In June 1948, the first car with the Porsche name got its road license in Gmünd, Austria. With the 356 “No. 1” Roadster, Ferry Porsche fulfilled a dream: to create his own sports car. A brave plan for a difficult time at the end of that decade. Porsche found its first fans in Switzerland, which, as a neutral country, largely kept out of the humanitarian and economic catastrophe of World War II.
In the winter of 1948, Bernhard Blank, a Zurich hotelier and car dealer, owned two of the first Porsches ever built: a 356/2 Coupé, which he exhibited on the ground floor of his hotel, and a dark blue 356/2 Cabriolet. with bodywork by Gebrüder Beutler, which he sold to Jolantha Tschudi. She thus became the first woman in the world to buy a Porsche.
Blank had a request before handing over the Cabriolet to its new owner. He wanted to present it together with the 356/2 Coupé at the Geneva Motor Show in March 1949. The brand’s first appearance at an international event was a great success and won over the specialized press, immediately making the Porsche 356 a reference among motorists. European car enthusiasts.
Jolantha Tschudi lost her parents when she was still young. Her father, founder of the AMAG dealer in Zurich, died in 1944. Her biological mother died when Jolantha was only three years old. “He learned very early to be firm,” said his son Christian Neukom. “And she didn’t let anyone get in her way.”

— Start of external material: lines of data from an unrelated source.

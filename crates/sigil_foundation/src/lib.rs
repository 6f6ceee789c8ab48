//! Core value model, persistent sequences, and primitive operations for Sigil.
//!
//! This crate provides:
//! - [`Value`] - The closed tagged value type (number, text, sequence,
//!   function, pair)
//! - [`List`] - Eager persistent vectors and memoizing lazy sequences
//! - [`Error`] - Rich error types with context
//! - [`ops`] - The primitive-operation library the command table invokes
//!
//! The command-compilation core (`sigil_language`) consumes these as
//! already-correct primitives; the semantics of individual primitives live
//! here, not in the table.

#![warn(missing_docs)]
#![warn(clippy::all)]
#![warn(clippy::pedantic)]

pub mod collections;
pub mod error;
pub mod list;
pub mod ops;
pub mod types;
pub mod value;

pub use collections::SgVec;
pub use error::{Error, ErrorContext, ErrorKind};
pub use list::{List, LazyList};
pub use types::Type;
pub use value::{DefinedFn, NativeFn, SgFn, Value};

/// Result type alias using the Sigil [`Error`].
pub type Result<T> = std::result::Result<T, Error>;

He studied ethnology in Neuchâtel and, in December 1946, undertook the first of his long study tours to Africa with the curator of the ethnographic museum in that city and a pilot friend. But not on a glider, but on a Stinson single-engine. It was also an extraordinary adventure. “In the end they covered a distance of 13,000 kilometers,” Neukom said. “And they had to make no fewer than six emergency landings.” The gasoline with impurities blocked the carburettor. “It was always a struggle to get the plane to the ground quickly so that the engine could be repaired.”
But that didn’t stop Tschudi from flying to Africa again and again in the years that followed. Together with the Director of the Rietberg Museum in Zurich, he visited indigenous African peoples hitherto unknown in Europe. Readers of the Neue Zürcher Zeitung newspaper awaited the stories of him from distant lands in his regular column, Letters from the Jungle. “My mother was probably the first European woman to live with the Tuaregs in the Sahel region, for a long period of time,” according to Christian Neukom. She published a scientific reference book on prehistoric rock art from the Tassili n’Ajjer mountain range in the Sahara.
Jolantha Tschudi was fascinated by hunting, another male preserve, and even played the cello in a chamber orchestra. But she never lost sight of his great passion, gliding. He held several altitude and distance records and was a member of the Swiss national gliding team. He used the 356/2 Cabriolet with registration ZH 44035 for long journeys to various locations in the Alps. But his joy was short-lived, as he crashed into a curb at the Julier pass, in the canton of Grisons, considerably damaging the car, which he later sold to his brother.
After marrying Louis Neukom and the birth of their two children, she gave up her passion, flying. “It was very difficult for her, but my mother said that the sense of responsibility she had for my brother Yves and for me was greater than her desire to fly away from her,” Christian Neukom pointed out. She even gave up his research trips for the sake of her family, focusing instead on her passion for hunting and devoting herself to graphological studies. Jolantha Tschudi passed away at the age of 86, in 2011.